In [1]:
import os
from typing import List

import matplotlib.pyplot as plt
import torch
import torch.nn as nn
import torchvision.io
from torch.utils.data import DataLoader, Dataset, random_split
from transformers import PreTrainedTokenizerFast

In [9]:
device = "cpu"

In [None]:
import torch_directml

device = torch_directml.device()

In [2]:
img_test_dir = "./data/formulae/test"
img_train_dir = "./data/formulae/train"
img_val_dir = "./data/formulae/val"
equations_path = "./data/formulae/math.txt"
tokenizer_path = "./data/my_tokenizer.json"

In [3]:
img_names_to_skip = [
    '0204407.png', 
    '0204407.png', 
    '0223644.png', 
    '0210170.png', 
    '0183984.png', 
    '0207941.png', 
    '0223460.png', 
    '0227599.png', 
    '0181556.png', 
    '0161596.png', 
    '0234659.png', 
    '0206841.png', 
    '0170938.png'
    ]

In [4]:
tokenizer = PreTrainedTokenizerFast(tokenizer_file=tokenizer_path)

In [5]:
class LatexEquationDataset(Dataset):
    def __init__(self, equations_path: str, img_dir: str, img_names_to_skip: List[str], tokenizer):
        super().__init__()
        
        with open(equations_path, "r") as file:
            self._equations = file.readlines()

        self._img_dir = img_dir
        self._img_names = os.listdir(img_dir)
        self._img_names = [x for x in self._img_names if x not in img_names_to_skip]

        self.tokenizer = tokenizer

    def __len__(self) -> int:
        return len(self._img_names)
    
    def __getitem__(self, idx: int):
        img_name = self._img_names[idx]
        img_idx = int(img_name.split(".")[0])
        
        img_tensor = torchvision.io.read_image(os.path.join(self._img_dir, img_name))
        img_tensor = img_tensor.float()

        equation = self._equations[img_idx]
        token_ids = self.tokenizer.encode(equation)
        
        return img_tensor, token_ids

In [6]:
dataset = LatexEquationDataset(equations_path, img_train_dir, tokenizer_path, img_names_to_skip)

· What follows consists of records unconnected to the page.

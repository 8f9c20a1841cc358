use clap::ValueEnum;
use std::borrow::Cow;

/// The flavors of HTML we can write. The dialect is the only thing that differs between them: each one builds
/// sections, anchors and void elements its own way.
#[derive(Copy, Clone, Debug, PartialEq, Eq, PartialOrd, Ord, Hash, Default, ValueEnum)]
pub enum Dialect {
    #[default]
    Html4,
    Xhtml,
    Html5,
}

/// How an element lays out its tags relative to newlines.
#[derive(Copy, Clone, Debug, PartialEq, Eq, Hash)]
pub enum Layout {
    /// `<tag>`, newline, children, `</tag>`, newline.
    Block,
    /// `<tag>`, children, `</tag>`, newline.
    Line,
    /// `<tag>`, children, `</tag>`.
    Inline,
}

#[derive(Clone, Debug, PartialEq, Eq, Hash)]
pub enum HtmlNode {
    Element(HtmlElement),
    /// Text, which gets escaped when written.
    Text(String),
    /// Markup that's written as-is.
    Raw(String),
    Comment(String),
}

#[derive(Clone, Debug, PartialEq, Eq, Hash)]
pub struct HtmlElement {
    pub tag: &'static str,
    pub layout: Layout,
    pub attrs: Vec<(&'static str, String)>,
    pub children: Vec<HtmlNode>,
}

const VOID_TAGS: [&str; 3] = ["hr", "img", "br"];

impl HtmlElement {
    pub fn new(tag: &'static str, layout: Layout) -> Self {
        Self {
            tag,
            layout,
            attrs: Vec::new(),
            children: Vec::new(),
        }
    }

    pub fn block(tag: &'static str) -> Self {
        Self::new(tag, Layout::Block)
    }

    pub fn line(tag: &'static str) -> Self {
        Self::new(tag, Layout::Line)
    }

    pub fn inline(tag: &'static str) -> Self {
        Self::new(tag, Layout::Inline)
    }

    /// Sets an attribute, replacing any previous value.
    pub fn set_attr(&mut self, name: &'static str, value: impl Into<String>) {
        let value = value.into();
        match self.attrs.iter_mut().find(|(existing, _)| *existing == name) {
            Some((_, existing_value)) => *existing_value = value,
            None => self.attrs.push((name, value)),
        }
    }

    pub fn attr(mut self, name: &'static str, value: impl Into<String>) -> Self {
        self.set_attr(name, value);
        self
    }

    /// Sets an attribute only if there's a value for it.
    pub fn attr_opt(mut self, name: &'static str, value: Option<&str>) -> Self {
        if let Some(value) = value {
            self.set_attr(name, value);
        }
        self
    }

    pub fn get_attr(&self, name: &str) -> Option<&str> {
        self.attrs
            .iter()
            .find(|(existing, _)| *existing == name)
            .map(|(_, value)| value.as_str())
    }

    pub fn push(&mut self, child: HtmlNode) {
        self.children.push(child);
    }

    pub fn with_children(mut self, children: impl IntoIterator<Item = HtmlNode>) -> Self {
        self.children.extend(children);
        self
    }

    pub fn into_node(self) -> HtmlNode {
        HtmlNode::Element(self)
    }
}

impl HtmlNode {
    pub fn text(value: impl Into<String>) -> Self {
        HtmlNode::Text(value.into())
    }
}

impl Dialect {
    /// The container for a heading and everything under it.
    pub fn section(self, level: u32) -> HtmlElement {
        match self {
            Dialect::Html4 | Dialect::Xhtml => HtmlElement::block("div").attr("class", format!("section h{level}")),
            Dialect::Html5 => HtmlElement::block("section").attr("class", format!("h{level}")),
        }
    }

    /// An anchor that both names a location and links to it.
    pub fn anchor(self, name: &str) -> HtmlElement {
        let target = match self {
            Dialect::Html4 | Dialect::Xhtml => "name",
            Dialect::Html5 => "id",
        };
        HtmlElement::inline("a").attr(target, name).attr("href", format!("#{name}"))
    }

    fn void_close(self) -> &'static str {
        match self {
            Dialect::Html4 | Dialect::Html5 => ">",
            Dialect::Xhtml => " />",
        }
    }

    pub fn serialize(self, nodes: &[HtmlNode]) -> String {
        let mut out = String::new();
        for node in nodes {
            self.write_node(&mut out, node);
        }
        out
    }

    fn write_node(self, out: &mut String, node: &HtmlNode) {
        match node {
            HtmlNode::Element(element) => self.write_element(out, element),
            HtmlNode::Text(text) => out.push_str(&escape(text)),
            HtmlNode::Raw(raw) => out.push_str(raw),
            HtmlNode::Comment(comment) => {
                out.push_str("<!-- ");
                out.push_str(comment);
                out.push_str(" -->\n");
            }
        }
    }

    fn write_element(self, out: &mut String, element: &HtmlElement) {
        out.push('<');
        out.push_str(element.tag);
        for (name, value) in &element.attrs {
            out.push(' ');
            out.push_str(name);
            out.push_str("=\"");
            out.push_str(&escape(value));
            out.push('"');
        }
        if VOID_TAGS.contains(&element.tag) {
            out.push_str(self.void_close());
            if element.layout != Layout::Inline {
                out.push('\n');
            }
            return;
        }
        out.push('>');
        if element.layout == Layout::Block {
            out.push('\n');
        }
        for child in &element.children {
            self.write_node(out, child);
        }
        out.push_str("</");
        out.push_str(element.tag);
        out.push('>');
        if element.layout != Layout::Inline {
            out.push('\n');
        }
    }
}

/// Escapes `&`, `"`, `<` and `>`.
pub fn escape(text: &str) -> Cow<'_, str> {
    html_escape::encode_double_quoted_attribute(text)
}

training_dataset, validation_dataset = random_split(dataset, [0.7, 0.3])

training_dataloader = DataLoader(training_dataset, batch_size=1000, shuffle=True)
validation_dataloader = DataLoader(validation_dataset, batch_size=1000, shuffle=False)

In [11]:
from model import EncoderDecoder


model = EncoderDecoder(32, 512, 2, tokenizer).to(device)
criterion = nn.CrossEntropyLoss()
optimizer = torch.optim.Adam(params=model.parameters(), lr=0.001)

# collect stats
train_loss = []
train_acc = []
val_acc = []

In [None]:
num_epochs = 30

for epoch in range(num_epochs):
    
    model.train()
    torch.enable_grad()
    print("TRAINING...")

    for index, (X_train, y_train) in enumerate(training_dataloader):
        # move to GPU
        X_train = X_train.to(device)
        y_train = y_train.to(device)

        # forward
        y_pred = model(X_train)
        loss = criterion(y_pred, y_train)
        acc = get_accuracy(y_pred, y_train)

        # collect stats
        train_loss.append(loss.item())
        train_acc.append(acc)
        print_statistics(epoch, index, len(training_dataloader), loss.item(), acc)

        # backward
        optimizer.zero_grad()
        loss.backward()
        optimizer.step()

    model.eval()
    torch.no_grad()
    print("TESTING...")

    for index, (X_val, y_val) in enumerate(validation_dataloader):
        # move to GPU
        X_val = X_val.to(device)
        y_val = y_val.to(device)

        # forward
        y_pred = model(X_val)
        acc = get_accuracy(y_pred, y_val)

        # collect stats
        val_acc.append(acc)
        print_statistics(epoch, index, len(validation_dataloader), 0, acc)